◆ WORK TO COMPLETE:
Extract every line from the records below that contains the word "bounded".

##### GIVEN INFORMATION #####

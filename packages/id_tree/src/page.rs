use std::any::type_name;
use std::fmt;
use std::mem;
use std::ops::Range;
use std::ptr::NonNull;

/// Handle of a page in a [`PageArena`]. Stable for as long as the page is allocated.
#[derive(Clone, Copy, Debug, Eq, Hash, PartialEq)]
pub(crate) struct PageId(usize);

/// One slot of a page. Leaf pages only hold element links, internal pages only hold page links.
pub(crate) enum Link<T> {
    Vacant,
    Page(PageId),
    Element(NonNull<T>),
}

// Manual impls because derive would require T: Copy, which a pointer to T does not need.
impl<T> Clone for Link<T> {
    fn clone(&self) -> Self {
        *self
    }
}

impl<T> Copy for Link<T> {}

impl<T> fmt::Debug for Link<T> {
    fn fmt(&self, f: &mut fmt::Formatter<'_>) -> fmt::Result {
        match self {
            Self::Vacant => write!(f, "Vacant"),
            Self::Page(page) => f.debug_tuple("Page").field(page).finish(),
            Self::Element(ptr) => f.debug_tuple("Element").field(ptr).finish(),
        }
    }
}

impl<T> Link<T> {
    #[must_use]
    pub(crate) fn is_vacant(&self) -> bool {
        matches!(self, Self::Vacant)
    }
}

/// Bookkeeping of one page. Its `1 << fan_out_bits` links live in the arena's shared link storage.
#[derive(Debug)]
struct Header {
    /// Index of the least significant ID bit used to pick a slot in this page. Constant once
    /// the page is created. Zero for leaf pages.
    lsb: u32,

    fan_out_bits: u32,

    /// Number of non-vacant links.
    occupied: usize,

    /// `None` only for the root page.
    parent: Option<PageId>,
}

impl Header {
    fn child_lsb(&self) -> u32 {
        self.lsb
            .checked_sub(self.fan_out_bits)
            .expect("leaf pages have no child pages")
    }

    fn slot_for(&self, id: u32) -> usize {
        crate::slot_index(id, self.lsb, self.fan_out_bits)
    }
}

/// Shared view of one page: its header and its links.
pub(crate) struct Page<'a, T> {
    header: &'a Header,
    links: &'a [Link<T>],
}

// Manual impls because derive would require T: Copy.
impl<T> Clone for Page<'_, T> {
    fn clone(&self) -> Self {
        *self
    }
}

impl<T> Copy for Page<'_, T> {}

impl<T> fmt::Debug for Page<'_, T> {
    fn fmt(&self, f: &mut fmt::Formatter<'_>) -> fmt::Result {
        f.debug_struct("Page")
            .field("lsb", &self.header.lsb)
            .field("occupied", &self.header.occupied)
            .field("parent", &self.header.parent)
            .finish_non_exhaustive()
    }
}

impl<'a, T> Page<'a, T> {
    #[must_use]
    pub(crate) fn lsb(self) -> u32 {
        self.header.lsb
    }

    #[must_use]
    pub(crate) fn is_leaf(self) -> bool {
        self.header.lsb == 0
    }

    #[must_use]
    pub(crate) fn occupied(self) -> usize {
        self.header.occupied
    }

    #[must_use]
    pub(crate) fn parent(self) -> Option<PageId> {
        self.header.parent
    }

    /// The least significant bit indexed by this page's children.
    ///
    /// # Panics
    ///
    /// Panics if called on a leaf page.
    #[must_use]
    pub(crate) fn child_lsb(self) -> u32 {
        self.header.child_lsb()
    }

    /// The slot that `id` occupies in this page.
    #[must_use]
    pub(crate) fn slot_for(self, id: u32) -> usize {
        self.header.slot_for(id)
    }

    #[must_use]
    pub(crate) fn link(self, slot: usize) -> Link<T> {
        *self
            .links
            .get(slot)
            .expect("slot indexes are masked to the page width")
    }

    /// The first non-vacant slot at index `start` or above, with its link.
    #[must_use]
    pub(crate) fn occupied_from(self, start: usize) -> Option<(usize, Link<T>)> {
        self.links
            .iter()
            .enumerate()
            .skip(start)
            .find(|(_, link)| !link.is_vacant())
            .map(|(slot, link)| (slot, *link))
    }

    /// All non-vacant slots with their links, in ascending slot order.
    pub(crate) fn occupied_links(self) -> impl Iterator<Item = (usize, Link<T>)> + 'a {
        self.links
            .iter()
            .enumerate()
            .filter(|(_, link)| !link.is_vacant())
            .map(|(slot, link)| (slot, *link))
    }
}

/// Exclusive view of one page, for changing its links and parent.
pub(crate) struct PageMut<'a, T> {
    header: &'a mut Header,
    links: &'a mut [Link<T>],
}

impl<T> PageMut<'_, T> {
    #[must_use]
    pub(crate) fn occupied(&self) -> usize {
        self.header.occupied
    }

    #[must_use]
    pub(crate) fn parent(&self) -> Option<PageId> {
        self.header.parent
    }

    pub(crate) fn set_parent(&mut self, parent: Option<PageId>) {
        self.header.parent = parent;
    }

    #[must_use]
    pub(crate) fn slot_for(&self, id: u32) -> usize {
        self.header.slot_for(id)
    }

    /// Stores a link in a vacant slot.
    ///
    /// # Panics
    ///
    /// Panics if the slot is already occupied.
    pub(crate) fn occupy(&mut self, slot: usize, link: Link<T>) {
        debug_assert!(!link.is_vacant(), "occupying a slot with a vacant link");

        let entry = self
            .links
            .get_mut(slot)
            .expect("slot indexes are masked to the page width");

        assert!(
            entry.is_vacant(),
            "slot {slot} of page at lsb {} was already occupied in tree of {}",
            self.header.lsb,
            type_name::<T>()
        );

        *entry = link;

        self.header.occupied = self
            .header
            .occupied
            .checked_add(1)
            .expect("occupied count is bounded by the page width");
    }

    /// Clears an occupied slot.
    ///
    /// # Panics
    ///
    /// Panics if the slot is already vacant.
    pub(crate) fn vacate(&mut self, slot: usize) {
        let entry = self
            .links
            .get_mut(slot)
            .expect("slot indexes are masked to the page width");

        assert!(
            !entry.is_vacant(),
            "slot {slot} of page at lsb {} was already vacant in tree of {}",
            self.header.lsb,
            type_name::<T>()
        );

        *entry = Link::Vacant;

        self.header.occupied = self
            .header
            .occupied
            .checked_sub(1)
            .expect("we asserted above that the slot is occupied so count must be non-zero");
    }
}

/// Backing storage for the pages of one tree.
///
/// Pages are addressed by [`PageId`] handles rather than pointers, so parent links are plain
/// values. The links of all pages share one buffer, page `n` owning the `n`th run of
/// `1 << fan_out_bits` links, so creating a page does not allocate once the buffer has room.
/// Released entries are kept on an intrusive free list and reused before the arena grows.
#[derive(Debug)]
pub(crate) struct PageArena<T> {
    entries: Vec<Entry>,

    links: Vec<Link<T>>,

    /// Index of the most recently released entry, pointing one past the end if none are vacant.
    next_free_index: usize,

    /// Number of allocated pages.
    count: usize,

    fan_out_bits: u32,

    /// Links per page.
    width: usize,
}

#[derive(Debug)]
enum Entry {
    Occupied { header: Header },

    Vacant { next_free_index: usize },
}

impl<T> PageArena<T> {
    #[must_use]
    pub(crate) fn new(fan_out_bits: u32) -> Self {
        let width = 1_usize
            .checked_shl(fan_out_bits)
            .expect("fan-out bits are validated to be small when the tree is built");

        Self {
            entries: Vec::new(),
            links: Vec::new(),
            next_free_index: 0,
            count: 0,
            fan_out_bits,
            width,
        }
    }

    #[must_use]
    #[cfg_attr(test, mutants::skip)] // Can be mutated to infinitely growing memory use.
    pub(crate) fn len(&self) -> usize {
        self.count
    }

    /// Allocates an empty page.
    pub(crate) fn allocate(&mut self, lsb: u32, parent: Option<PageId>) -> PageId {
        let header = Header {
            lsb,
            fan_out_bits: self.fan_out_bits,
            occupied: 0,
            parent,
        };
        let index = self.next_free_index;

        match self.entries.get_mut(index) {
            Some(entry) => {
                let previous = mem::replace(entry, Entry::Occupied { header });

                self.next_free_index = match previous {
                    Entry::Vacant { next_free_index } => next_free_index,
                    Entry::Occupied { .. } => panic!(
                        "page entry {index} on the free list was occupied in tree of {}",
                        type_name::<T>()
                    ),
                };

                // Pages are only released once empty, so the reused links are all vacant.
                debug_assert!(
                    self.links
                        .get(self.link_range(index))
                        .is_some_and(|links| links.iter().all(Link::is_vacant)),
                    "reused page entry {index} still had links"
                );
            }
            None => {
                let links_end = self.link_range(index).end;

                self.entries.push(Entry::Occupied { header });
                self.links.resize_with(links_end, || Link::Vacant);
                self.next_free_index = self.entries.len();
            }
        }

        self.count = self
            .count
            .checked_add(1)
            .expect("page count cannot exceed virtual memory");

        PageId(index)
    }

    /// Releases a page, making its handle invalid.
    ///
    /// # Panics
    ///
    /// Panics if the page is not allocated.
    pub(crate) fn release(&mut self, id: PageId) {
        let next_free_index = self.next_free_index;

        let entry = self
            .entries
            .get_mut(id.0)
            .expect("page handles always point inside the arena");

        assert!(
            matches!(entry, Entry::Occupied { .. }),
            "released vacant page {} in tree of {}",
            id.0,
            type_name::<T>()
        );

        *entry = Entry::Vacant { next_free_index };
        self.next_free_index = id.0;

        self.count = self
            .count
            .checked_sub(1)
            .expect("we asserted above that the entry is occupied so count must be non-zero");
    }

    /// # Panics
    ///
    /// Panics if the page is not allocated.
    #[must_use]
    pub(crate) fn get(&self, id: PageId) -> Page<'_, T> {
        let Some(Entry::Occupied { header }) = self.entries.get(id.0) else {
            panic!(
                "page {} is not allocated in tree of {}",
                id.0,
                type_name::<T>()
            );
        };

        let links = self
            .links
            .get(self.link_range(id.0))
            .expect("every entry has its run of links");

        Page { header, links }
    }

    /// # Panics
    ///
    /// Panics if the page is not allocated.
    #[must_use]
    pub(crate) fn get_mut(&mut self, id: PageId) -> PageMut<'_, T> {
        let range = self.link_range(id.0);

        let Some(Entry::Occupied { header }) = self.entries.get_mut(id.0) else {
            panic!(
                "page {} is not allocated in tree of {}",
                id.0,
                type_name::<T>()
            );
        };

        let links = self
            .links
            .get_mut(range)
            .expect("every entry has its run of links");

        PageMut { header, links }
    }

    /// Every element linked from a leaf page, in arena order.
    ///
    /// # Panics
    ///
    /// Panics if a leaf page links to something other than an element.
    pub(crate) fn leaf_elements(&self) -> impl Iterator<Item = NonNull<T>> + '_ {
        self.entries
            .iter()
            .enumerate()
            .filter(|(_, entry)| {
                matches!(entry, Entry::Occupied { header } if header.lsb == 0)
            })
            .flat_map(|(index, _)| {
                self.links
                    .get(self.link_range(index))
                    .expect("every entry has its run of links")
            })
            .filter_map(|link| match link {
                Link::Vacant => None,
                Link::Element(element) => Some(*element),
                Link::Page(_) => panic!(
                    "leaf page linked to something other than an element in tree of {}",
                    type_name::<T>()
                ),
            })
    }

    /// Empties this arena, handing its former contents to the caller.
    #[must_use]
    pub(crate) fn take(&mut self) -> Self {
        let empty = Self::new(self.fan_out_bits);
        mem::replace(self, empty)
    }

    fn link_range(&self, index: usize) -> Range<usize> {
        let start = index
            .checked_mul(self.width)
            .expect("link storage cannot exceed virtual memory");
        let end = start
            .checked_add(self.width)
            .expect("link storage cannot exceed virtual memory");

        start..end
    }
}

#####
##### GIVEN INFORMATION #####

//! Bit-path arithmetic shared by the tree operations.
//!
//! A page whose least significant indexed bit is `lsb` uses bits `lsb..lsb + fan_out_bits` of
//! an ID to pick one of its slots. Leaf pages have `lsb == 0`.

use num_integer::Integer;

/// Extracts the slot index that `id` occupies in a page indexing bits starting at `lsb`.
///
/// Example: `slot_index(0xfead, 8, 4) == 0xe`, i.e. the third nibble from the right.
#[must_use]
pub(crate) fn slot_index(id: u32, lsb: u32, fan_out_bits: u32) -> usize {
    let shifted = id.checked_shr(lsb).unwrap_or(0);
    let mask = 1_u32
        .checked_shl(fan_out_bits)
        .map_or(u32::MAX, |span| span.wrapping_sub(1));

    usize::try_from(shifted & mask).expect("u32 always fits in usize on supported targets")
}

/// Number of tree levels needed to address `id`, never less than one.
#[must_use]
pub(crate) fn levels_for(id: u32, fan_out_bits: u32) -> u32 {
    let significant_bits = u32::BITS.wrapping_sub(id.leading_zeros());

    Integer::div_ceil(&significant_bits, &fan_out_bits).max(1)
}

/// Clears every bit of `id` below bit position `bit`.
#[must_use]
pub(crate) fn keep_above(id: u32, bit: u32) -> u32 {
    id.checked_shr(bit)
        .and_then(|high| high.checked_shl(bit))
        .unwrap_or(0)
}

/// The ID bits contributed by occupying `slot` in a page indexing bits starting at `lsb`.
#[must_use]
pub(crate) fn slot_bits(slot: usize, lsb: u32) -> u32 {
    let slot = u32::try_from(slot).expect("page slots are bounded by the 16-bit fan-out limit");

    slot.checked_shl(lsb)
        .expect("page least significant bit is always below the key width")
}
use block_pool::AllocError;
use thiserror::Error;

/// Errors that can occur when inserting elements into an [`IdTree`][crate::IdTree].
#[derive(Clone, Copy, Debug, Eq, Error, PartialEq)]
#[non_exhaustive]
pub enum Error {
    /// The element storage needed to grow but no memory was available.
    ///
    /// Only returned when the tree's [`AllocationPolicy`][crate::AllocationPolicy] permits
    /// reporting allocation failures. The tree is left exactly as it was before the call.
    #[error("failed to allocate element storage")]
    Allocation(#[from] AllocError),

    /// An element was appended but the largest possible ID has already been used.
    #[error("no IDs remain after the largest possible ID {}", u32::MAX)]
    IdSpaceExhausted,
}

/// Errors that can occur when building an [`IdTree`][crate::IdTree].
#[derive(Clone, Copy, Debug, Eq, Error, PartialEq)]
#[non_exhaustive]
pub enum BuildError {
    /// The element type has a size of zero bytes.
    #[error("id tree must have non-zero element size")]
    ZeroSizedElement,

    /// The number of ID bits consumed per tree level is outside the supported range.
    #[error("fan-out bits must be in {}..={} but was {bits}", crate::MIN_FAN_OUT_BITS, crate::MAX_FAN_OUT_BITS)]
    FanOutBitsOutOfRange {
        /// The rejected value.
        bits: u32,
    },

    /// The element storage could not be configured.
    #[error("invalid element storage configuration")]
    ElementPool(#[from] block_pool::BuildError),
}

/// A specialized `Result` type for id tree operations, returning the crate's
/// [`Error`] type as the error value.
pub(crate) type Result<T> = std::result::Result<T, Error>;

#####

◆ SOLUTION:
            .expect("occupied count is bounded by the page width");
    let slot = u32::try_from(slot).expect("page slots are bounded by the 16-bit fan-out limit");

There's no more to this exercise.